Speedy anystids are in the media this week because of a recent presentation at the Experimental Biology meeting in San Diego. The now famous whirligig mite is Paratarsotomus macropalpis (Banks), a member of the anystid subfamily Erythracarinae. Erythracarines have a more elongate body than species in the Anystinae (one of which is by the ‘The” in this blog’s title) and often have very attractive striped legs, such as this individual from New Zealand (photo by S.E. Thorpe from Wikimedia Commons). Rubin et al., the authors of the abstract, clocked Paratarsotomus macropalpis running on hot pavement at 0.8 km/h, which doesn’t sound impressive until this is converted into body lengths: 322 body lengths/second. As National Geographic reports, this is much greater than a cheetah can achieve (16 body lengths/s), and faster than what they state is the previous record holder, a tiger beetle (171 b.l./s).  But what about the copepods that were celebrated only as few years ago as being able to leap through water (!) at 500 body lengths/s? Maybe it doesn’t count because it isn’t sustained running? Or do aquatic animals keep their own statistics? Irrespective of such semantic quibbles, it’s wonderful to see anystids getting press for their athletic achievements.

It drinks!

In fact, the UNAM Chamela opilioacarids are thirsty creatures.  Rather surprising for what appears to be a dry-adapted species.

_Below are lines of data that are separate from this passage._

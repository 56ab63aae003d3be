//! Whole-file reads and writes

use super::txn::CreateTxn;
use super::{check_leaf, resolve_parent, split_path};
use crate::error::{Error, LibError, Result};
use crate::library::FsLibrary;
use crate::session::Session;
use crate::types::{FileMode, Ino, Inode, DEFAULT_CREATE_MODE, EXTENTS_FL};
use crate::utils::try_alloc_zeroed;
use alloc::vec::Vec;
use log::{debug, error, warn};

/// Read the whole file at `path` into memory
///
/// The buffer is sized from the file's declared size. The file handle is
/// closed on every path out of this function.
pub fn load_file<L: FsLibrary>(session: &mut Session<L>, path: &str) -> Result<Vec<u8>> {
    let (root, cwd) = (session.root(), session.cwd());
    let fs = session.library_mut();

    let ino = fs.namei(root, cwd, path).map_err(|e| {
        error!("\"{}\": {}", path, e);
        Error::Library(e)
    })?;

    let mut file = fs.file_open(ino, FileMode::Read).map_err(|e| {
        error!("Can't open \"{}\": {}", path, e);
        Error::Library(e)
    })?;

    match read_to_end(fs, &mut file) {
        Ok(data) => {
            fs.file_close(file).map_err(Error::Library)?;
            debug!("Loaded {} bytes from \"{}\"", data.len(), path);
            Ok(data)
        }
        Err(e) => {
            error!("Can't read \"{}\": {}", path, e);
            if let Err(close) = fs.file_close(file) {
                warn!("close after failed read: {}", close);
            }
            Err(e)
        }
    }
}

fn read_to_end<L: FsLibrary>(fs: &mut L, file: &mut L::File) -> Result<Vec<u8>> {
    let size = usize::try_from(fs.file_size(file)).map_err(|_| Error::OutOfMemory)?;
    let mut data = try_alloc_zeroed(size)?;

    let mut done = 0;
    while done < size {
        let got = fs.file_read(file, &mut data[done..]).map_err(Error::Library)?;
        if got == 0 {
            return Err(Error::ShortTransfer);
        }
        done += got;
    }

    Ok(data)
}

/// Create `path` holding `data`
///
/// Fails with `LibError::FileExists` before allocating anything when the
/// path already resolves. Any later failure undoes the steps already
/// taken.
pub fn write_file<L: FsLibrary>(session: &mut Session<L>, path: &str, data: &[u8], mode: u16) -> Result<()> {
    session.require_writable()?;

    if super::exists(session, path) {
        error!("\"{}\" already exists", path);
        return Err(Error::Library(LibError::FileExists));
    }

    let (parent, name) = split_path(path);
    check_leaf(name)?;
    let parent_ino = resolve_parent(session, parent)?;

    let mut txn = CreateTxn::begin(session, parent_ino, name);

    let ino = txn.allocate(DEFAULT_CREATE_MODE)?;
    txn.link(ino)?;
    txn.account(ino);

    let session = txn.session();
    let now = session.now();
    let mut inode = Inode {
        mode,
        atime: now,
        ctime: now,
        mtime: now,
        links_count: 1,
        ..Inode::default()
    };
    inode.set_size(data.len() as u64);
    if session.library().has_extents() {
        inode.flags |= EXTENTS_FL;
    }
    txn.write_inode(ino, &inode)?;

    write_contents(txn.session().library_mut(), ino, data).map_err(|e| {
        error!("Can't write \"{}\": {}", path, e);
        e
    })?;

    txn.commit();
    debug!("Wrote {} bytes to \"{}\" (inode {})", data.len(), path, ino);
    Ok(())
}

fn write_contents<L: FsLibrary>(fs: &mut L, ino: Ino, data: &[u8]) -> Result<()> {
    let mut file = fs.file_open(ino, FileMode::Write).map_err(Error::Library)?;

    let mut result = Ok(());
    let mut done = 0;
    while done < data.len() {
        match fs.file_write(&mut file, &data[done..]) {
            Ok(0) => {
                result = Err(Error::ShortTransfer);
                break;
            }
            Ok(put) => done += put,
            Err(e) => {
                result = Err(Error::Library(e));
                break;
            }
        }
    }

    let closed = fs.file_close(file).map_err(Error::Library);
    result.and(closed)
}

Opilioacarid drinking from a water droplet in its vial.

Size and eyes

Yesterday we collected 17 live opilioacarids from under stones near the Chamela station greenhouses.  Their light purple colour makes them stand out relatively well against the reddish soil encrusted on the bottoms of the rocks. But they are pretty small and getting one off a rock can involve quite a chase with a paintbrush as they dash in and out of crevices. In case you want to know how big they are, here is a photo of one in a vial with my left index fingerprint for scale. The closeup shows how the camera’s flash is reflected by a tapetum in the eye of the mite – a feature unique to opilioacarids among both parasitiform and acariform mites. In spiders, presence of a tapetum seems be an adaptation for night vision (but not all nocturnal spiders with good vision have a tapetum according to this  Australian Museum post). Does the tapetum in opilioacarids mean that they come out from under rocks at night? Or that they use these fancy eyes to better navigate their dark sublithic world?

It walks!

Guess where you can get plenty of live opilioacarids? In the Viveros area of the Chamela field station, just next to the greenhouses, under rocks. It is with pride and some surprise that I present the very first Youtube video of a Neocarus* walking across a piece of herbarium paper.

*thanks to Bruce Smith for correcting my previous typo – Neoacarus is a water mite genus, Neocarus is the opilioacarid.